Changes at a glance:
- Almost all operating leases will be accounted for as finance leases and need to be shown on the balance sheet.
- The new standard will significantly impact company ratios and measures including EBITDA, EBITA, EBITAR, cash flows, operating profit, net income, interest cover, gearing ratios and asset turnover.
- Small ticket and short term leases may be exempt.
- Lease categorisation will be based on Right of Use (ROU) rather than risk and reward.
- Some leases may need to be redefined as services and some services as leases depending on the terms of the agreement.
- IFRS 16 replaces IAS 17.
Who is affected?
Companies most impacted by the changes are likely to be lessees with lots of high ticket lease agreements. If you lease property, equipment, fleet or software, then the likelihood is that they will need to be reflected on the balance sheet from 2019 onwards.
There are some exceptions however:
- Lessors – Lessor accounting will remain largely unaffected by IFRS 16.
- Short term leases – If the lease duration is less than one year.
- Small ticket leases – leases that are below the suggested threshold of $5,000 and are not closely dependent on other leased assets.
- Services – IFRS 16 makes a distinction between lease agreements and service contracts. If the lessee has control over the use of an asset for a period of time, then generally it should be treated as a lease.
When are the changes effective?
The IFRS 16 standard is effective for annual reporting periods beginning on or after January 2019. Early adoption is permitted but only if the company applies IFRS 15 (Revenue from contracts with customers) alongside IFRS 16.
Leases that are currently subject to IAS 17, but stretch into the period post-IFRS implementation will be subject to retrospective reporting to demonstrate the changes to the balance sheet. Reporting is done in one of two ways:
- The full retrospective approach – Transition under the full retrospective approach requires companies to retrospectively apply the standard to each prior reporting period.
- The modified retrospective approach – In this case the lessee does not restate the comparative information but applies the standard from the start of the first annual reporting period under IFRS 16. The cumulative effect of adoption is then stated as an adjustment to the opening balance of equity as of 1 January 2019.
Where do I start?
According to a recent survey by Deloitte, the most common answer to this question is in collecting the relevant data on existing leases and organising them in a single central inventory. For companies using specialist Lease Accounting Software, this is likely to be a lot simpler than those with spreadsheet-based records.
The same survey also highlighted that over half of the companies had passed responsibility for the project to ‘controllership’ which seems logical. What might be less obvious is the need to involve other areas of the business, such as IT, early to prevent blockages further down the line.
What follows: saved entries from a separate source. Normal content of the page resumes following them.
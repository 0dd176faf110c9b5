//! HTTP transport
//!
//! The pipeline only needs "give me the body of this URL". That capability is
//! expressed as the [`HttpFetcher`] trait so parsers can be tested against
//! canned documents.

use std::thread;
use std::time::Duration;
use thiserror::Error;
use tracing::{debug, warn};

/// Errors that can occur while fetching a document
#[derive(Debug, Error)]
pub enum HttpError {
    /// The request could not be completed
    #[error("Request to {url} failed: {message}")]
    RequestFailed { url: String, message: String },

    /// The server answered with a non-success status
    #[error("HTTP {status} from {url}")]
    Status { url: String, status: u16 },
}

/// Retrieves raw documents over HTTP
pub trait HttpFetcher: Sync {
    /// Fetches the body of `url`
    fn get(&self, url: &str) -> Result<Vec<u8>, HttpError>;
}

/// Blocking reqwest based fetcher with a fixed retry budget
pub struct ReqwestFetcher {
    client: reqwest::blocking::Client,
    retries: u32,
    retry_delay: Duration,
}

impl ReqwestFetcher {
    /// Creates a fetcher which tries every request `retries + 1` times
    pub fn new(retries: u32) -> Result<Self, HttpError> {
        let client = reqwest::blocking::Client::builder()
            .timeout(Duration::from_secs(30))
            .build()
            .map_err(|e| HttpError::RequestFailed {
                url: String::new(),
                message: e.to_string(),
            })?;

        Ok(Self {
            client,
            retries,
            retry_delay: Duration::from_millis(500),
        })
    }

    fn get_once(&self, url: &str) -> Result<Vec<u8>, HttpError> {
        let response = self
            .client
            .get(url)
            .send()
            .map_err(|e| HttpError::RequestFailed {
                url: url.to_string(),
                message: e.to_string(),
            })?;

        if !response.status().is_success() {
            return Err(HttpError::Status {
                url: url.to_string(),
                status: response.status().as_u16(),
            });
        }

        let body = response.bytes().map_err(|e| HttpError::RequestFailed {
            url: url.to_string(),
            message: e.to_string(),
        })?;

        Ok(body.to_vec())
    }
}

impl HttpFetcher for ReqwestFetcher {
    fn get(&self, url: &str) -> Result<Vec<u8>, HttpError> {
        debug!(url, "GET");

        let mut attempt = 0;
        loop {
            match self.get_once(url) {
                Ok(body) => return Ok(body),
                Err(e) if attempt < self.retries => {
                    attempt += 1;
                    warn!(url, attempt, error = %e, "request failed, retrying");
                    thread::sleep(self.retry_delay * attempt);
                }
                Err(e) => return Err(e),
            }
        }
    }
}
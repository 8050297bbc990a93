//! Decoding the parsed document tree into a validated [`ThreatModel`].
//!
//! Raw YAML parsing is delegated to `serde_yaml`; this module only consumes
//! the resulting value tree. Decoding accumulates diagnostics so an author
//! sees every malformed entity in one pass, but any error-severity
//! diagnostic aborts the decode — an invalid document never yields a partial
//! model.

use std::collections::HashSet;

use log::{debug, trace, warn};
use serde_yaml::{Mapping, Value};

use rampart_core::model::{Category, Entity, Origin, ThreatModel};

use crate::{
    error::{Diagnostic, DiagnosticCollector, DocError, ErrorCode},
    schema,
};

/// Entity sections in document order, with the category each assigns.
const SECTIONS: [(&str, Category); 5] = [
    ("facts", Category::Fact),
    ("attacks", Category::Attack),
    ("mitigations", Category::Mitigation),
    ("goals", Category::Goal),
    ("boundaries", Category::Boundary),
];

/// Parses and decodes a threat-model document from YAML source.
///
/// # Errors
///
/// Returns [`DocError`] when the source is not valid YAML or when the value
/// tree violates the document schema.
pub fn decode_str(source: &str) -> Result<ThreatModel, DocError> {
    let tree: Value = serde_yaml::from_str(source).map_err(|err| {
        DocError::from(
            Diagnostic::error(format!("document is not valid YAML: {err}"))
                .with_code(ErrorCode::E000),
        )
    })?;
    decode_document(&tree)
}

/// Decodes an already-parsed value tree into a validated [`ThreatModel`].
///
/// # Errors
///
/// Returns [`DocError`] carrying every diagnostic found when the tree
/// violates the document schema; no partial model is produced.
pub fn decode_document(tree: &Value) -> Result<ThreatModel, DocError> {
    let mut collector = DiagnosticCollector::new();

    let Some(root) = tree.as_mapping() else {
        return Err(DocError::from(
            Diagnostic::error("document root must be a mapping")
                .with_code(ErrorCode::E001)
                .with_help("expected a `title` and entity sections such as `facts:` and `goals:`"),
        ));
    };

    let title = decode_title(root, &mut collector);

    let mut model = ThreatModel {
        title,
        ..Default::default()
    };

    for (section_name, category) in SECTIONS {
        let entities = match root.get(section_name) {
            None => Vec::new(),
            Some(value) => decode_section(section_name, value, category, &mut collector),
        };
        trace!(section = section_name, count = entities.len(); "Decoded section");
        match category {
            Category::Fact => model.facts = entities,
            Category::Attack => model.attacks = entities,
            Category::Mitigation => model.mitigations = entities,
            Category::Goal => model.goals = entities,
            Category::Boundary => model.boundaries = entities,
        }
    }

    report_unknown_sections(root, &mut collector);
    check_name_uniqueness(&model, &mut collector);

    collector.finish()?;

    debug!(entities = model.len(); "Document decoded successfully");
    Ok(model)
}

fn decode_title(root: &Mapping, collector: &mut DiagnosticCollector) -> String {
    match root.get("title") {
        Some(Value::String(title)) => title.clone(),
        None | Some(Value::Null) => {
            collector.emit(Diagnostic::warning("document has no title"));
            String::new()
        }
        Some(other) => {
            collector.emit(
                Diagnostic::error("`title` must be a string")
                    .with_code(ErrorCode::E002)
                    .with_fragment(other),
            );
            String::new()
        }
    }
}

fn decode_section(
    section_name: &str,
    value: &Value,
    category: Category,
    collector: &mut DiagnosticCollector,
) -> Vec<Entity> {
    let Some(items) = value.as_sequence() else {
        collector.emit(
            Diagnostic::error(format!("section `{section_name}` must be a sequence"))
                .with_code(ErrorCode::E003)
                .with_fragment(value),
        );
        return Vec::new();
    };

    items
        .iter()
        .filter_map(|item| decode_entity(item, category, collector))
        .collect()
}

fn decode_entity(
    value: &Value,
    category: Category,
    collector: &mut DiagnosticCollector,
) -> Option<Entity> {
    let Some(mapping) = value.as_mapping() else {
        collector.emit(
            Diagnostic::error("an entity must be a mapping")
                .with_code(ErrorCode::E100)
                .with_fragment(value),
        );
        return None;
    };

    let (name, label) = match schema::extract_name_and_label(mapping) {
        Ok(pair) => pair,
        Err(diagnostic) => {
            collector.emit(diagnostic);
            return None;
        }
    };

    let mut entity = Entity::new(&name, label, category);

    entity.implemented = match mapping.get("implemented") {
        None | Some(Value::Null) => None,
        Some(Value::Bool(implemented)) => Some(*implemented),
        Some(_) => {
            collector.emit(
                Diagnostic::error(format!("`implemented` on `{name}` must be a boolean"))
                    .with_code(ErrorCode::E107)
                    .with_fragment(value),
            );
            None
        }
    };

    entity.origins = match mapping.get("from") {
        None | Some(Value::Null) => Vec::new(),
        Some(Value::Sequence(items)) => items
            .iter()
            .filter_map(|item| decode_origin(item, &name, collector))
            .collect(),
        Some(other) => {
            collector.emit(
                Diagnostic::error(format!("`from` on `{name}` must be a sequence"))
                    .with_code(ErrorCode::E104)
                    .with_fragment(other),
            );
            Vec::new()
        }
    };

    Some(entity)
}

fn decode_origin(
    value: &Value,
    destination: &str,
    collector: &mut DiagnosticCollector,
) -> Option<Origin> {
    match value {
        Value::String(name) if !name.is_empty() => Some(Origin::bare(name)),
        Value::Mapping(mapping) => {
            let (name, label) = match schema::extract_name_and_label(mapping) {
                Ok(pair) => pair,
                Err(diagnostic) => {
                    collector.emit(diagnostic);
                    return None;
                }
            };

            let backwards = match mapping.get("backwards") {
                None | Some(Value::Null) => false,
                Some(Value::Bool(backwards)) => *backwards,
                Some(_) => {
                    collector.emit(
                        Diagnostic::error(format!(
                            "`backwards` on origin `{name}` must be a boolean"
                        ))
                        .with_code(ErrorCode::E106)
                        .with_fragment(value),
                    );
                    false
                }
            };

            Some(Origin::new(&name, label, backwards))
        }
        _ => {
            collector.emit(
                Diagnostic::error(format!(
                    "origin of `{destination}` must be a name string or a mapping"
                ))
                .with_code(ErrorCode::E105)
                .with_fragment(value),
            );
            None
        }
    }
}

fn report_unknown_sections(root: &Mapping, collector: &mut DiagnosticCollector) {
    for (key, _) in root {
        let Some(key) = key.as_str() else { continue };
        if key == "title" || SECTIONS.iter().any(|(name, _)| *name == key) {
            continue;
        }
        warn!(section = key; "Ignoring unknown top-level section");
        collector.emit(Diagnostic::warning(format!(
            "unknown section `{key}` ignored"
        )));
    }
}

fn check_name_uniqueness(model: &ThreatModel, collector: &mut DiagnosticCollector) {
    let mut seen = HashSet::new();
    for entity in model.entities() {
        if !seen.insert(entity.name) {
            collector.emit(
                Diagnostic::error(format!(
                    "entity name `{}` is declared more than once",
                    entity.name
                ))
                .with_code(ErrorCode::E200)
                .with_help("names must be unique across all sections combined"),
            );
        }
    }
}
//! Configuration types for Rampart diagram derivation and layout.
//!
//! All types implement [`serde::Deserialize`] so configuration can be loaded
//! from external sources such as a TOML file.
//!
//! # Overview
//!
//! - [`AppConfig`] - Top-level configuration combining layout and style.
//! - [`LayoutConfig`] - Spacing constants, default vertex sizes, direction,
//!   the optional root entity, and the readiness-poll budget.
//! - [`StyleConfig`] - Category fill colors applied by the rendering widget.
//!
//! # Example
//!
//! ```
//! # use rampart::config::AppConfig;
//! let config = AppConfig::default();
//! assert!(config.style().category_colors().is_ok());
//! ```

use std::time::Duration;

use serde::Deserialize;

use rampart_core::{color::Color, geometry::Size, model::Category};

use crate::layout::{Direction, LayoutEngine, PollPolicy};

/// Top-level application configuration combining layout and style settings.
#[derive(Debug, Clone, Default, Deserialize)]
pub struct AppConfig {
    /// Layout configuration section.
    #[serde(default)]
    layout: LayoutConfig,

    /// Style configuration section.
    #[serde(default)]
    style: StyleConfig,
}

impl AppConfig {
    /// Creates a new [`AppConfig`] from its sections.
    pub fn new(layout: LayoutConfig, style: StyleConfig) -> Self {
        Self { layout, style }
    }

    /// Returns the layout configuration.
    pub fn layout(&self) -> &LayoutConfig {
        &self.layout
    }

    /// Returns the style configuration.
    pub fn style(&self) -> &StyleConfig {
        &self.style
    }
}

/// Layout constants for the layered engine and the readiness poll.
#[derive(Debug, Clone, Deserialize)]
#[serde(default)]
pub struct LayoutConfig {
    /// Direction of the primary (rank) axis.
    direction: Direction,

    /// Spacing between nodes within a layer.
    node_spacing: f32,

    /// Spacing between adjacent layers.
    layer_spacing: f32,

    /// Clearance reserved for edges.
    edge_spacing: f32,

    /// Default vertex width for unmeasured nodes.
    default_node_width: f32,

    /// Default vertex height for unmeasured nodes.
    default_node_height: f32,

    /// Entity name to treat as the tree root; the root gets the narrower
    /// [`LayoutConfig::root_node_width`] as an explicit layout hint.
    root: Option<String>,

    /// Vertex width hinted for the root entity.
    root_node_width: f32,

    /// First readiness-poll delay, in milliseconds.
    poll_initial_ms: u64,

    /// Backoff ceiling for poll delays, in milliseconds.
    poll_max_interval_ms: u64,

    /// Total poll budget before a readiness timeout, in milliseconds.
    poll_max_wait_ms: u64,
}

impl Default for LayoutConfig {
    fn default() -> Self {
        Self {
            direction: Direction::default(),
            node_spacing: 80.0,
            layer_spacing: 40.0,
            edge_spacing: 30.0,
            default_node_width: 330.0,
            default_node_height: 75.0,
            root: None,
            root_node_width: 170.0,
            poll_initial_ms: 1,
            poll_max_interval_ms: 250,
            poll_max_wait_ms: 5_000,
        }
    }
}

impl LayoutConfig {
    /// Returns the configured rank-axis direction.
    pub fn direction(&self) -> Direction {
        self.direction
    }

    /// Returns the root entity name, if one is designated.
    pub fn root(&self) -> Option<&str> {
        self.root.as_deref()
    }

    /// Default vertex size for unmeasured nodes.
    pub fn default_node_size(&self) -> Size {
        Size::new(self.default_node_width, self.default_node_height)
    }

    /// Vertex size hinted for the designated root entity.
    pub fn root_node_size(&self) -> Size {
        Size::new(self.root_node_width, self.default_node_height)
    }

    /// Builds a [`LayoutEngine`] from these constants.
    pub fn engine(&self) -> LayoutEngine {
        LayoutEngine::new()
            .with_direction(self.direction)
            .with_node_spacing(self.node_spacing)
            .with_layer_spacing(self.layer_spacing)
            .with_edge_spacing(self.edge_spacing)
            .with_default_size(self.default_node_size())
    }

    /// Builds a [`PollPolicy`] from the configured budget.
    pub fn poll_policy(&self) -> PollPolicy {
        PollPolicy::new()
            .with_initial_interval(Duration::from_millis(self.poll_initial_ms))
            .with_max_interval(Duration::from_millis(self.poll_max_interval_ms))
            .with_max_wait(Duration::from_millis(self.poll_max_wait_ms))
    }
}

/// Built-in category palette, used when a category has no configured color.
const DEFAULT_COLORS: [(Category, &str); 5] = [
    (Category::Fact, "#90caf9"),
    (Category::Attack, "#ef9a9a"),
    (Category::Mitigation, "#a5d6a7"),
    (Category::Goal, "#ffe082"),
    (Category::Boundary, "#b0bec5"),
];

/// Visual styling configuration: one fill color per entity category.
///
/// Values are CSS color strings; unset categories fall back to the built-in
/// palette.
#[derive(Debug, Default, Clone, Deserialize)]
#[serde(default)]
pub struct StyleConfig {
    fact: Option<String>,
    attack: Option<String>,
    mitigation: Option<String>,
    goal: Option<String>,
    boundary: Option<String>,
}

impl StyleConfig {
    /// Returns the configured or default color string for a category.
    pub fn color_string(&self, category: Category) -> &str {
        let configured = match category {
            Category::Fact => &self.fact,
            Category::Attack => &self.attack,
            Category::Mitigation => &self.mitigation,
            Category::Goal => &self.goal,
            Category::Boundary => &self.boundary,
        };
        configured.as_deref().unwrap_or_else(|| {
            DEFAULT_COLORS
                .iter()
                .find(|(c, _)| *c == category)
                .map(|(_, color)| *color)
                .expect("every category has a default color")
        })
    }

    /// Parses every category color, validating configured values.
    ///
    /// # Errors
    ///
    /// Returns the parse failure message for the first invalid color string.
    pub fn category_colors(&self) -> Result<Vec<(Category, Color)>, String> {
        Category::all()
            .into_iter()
            .map(|category| Ok((category, Color::new(self.color_string(category))?)))
            .collect()
    }
}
Finally, more than half of companies surveyed expected to increase the amount of time they would be spending on lease accounting in 2017 and less than 2% expected this number to decrease. Ensure that you allocate enough resource to manage your leases effectively and look into ways to streamline the process.
IFRS16 Compliant Software
FMIS Lease Accounting Software can help to ensure that you are compliant with IFRS 16, GAAP and all relevant standards. If you would like to find out more about implementing the solution, please email us at sales@fmis.co.uk or call the offices on +44 (0) 1227 773003.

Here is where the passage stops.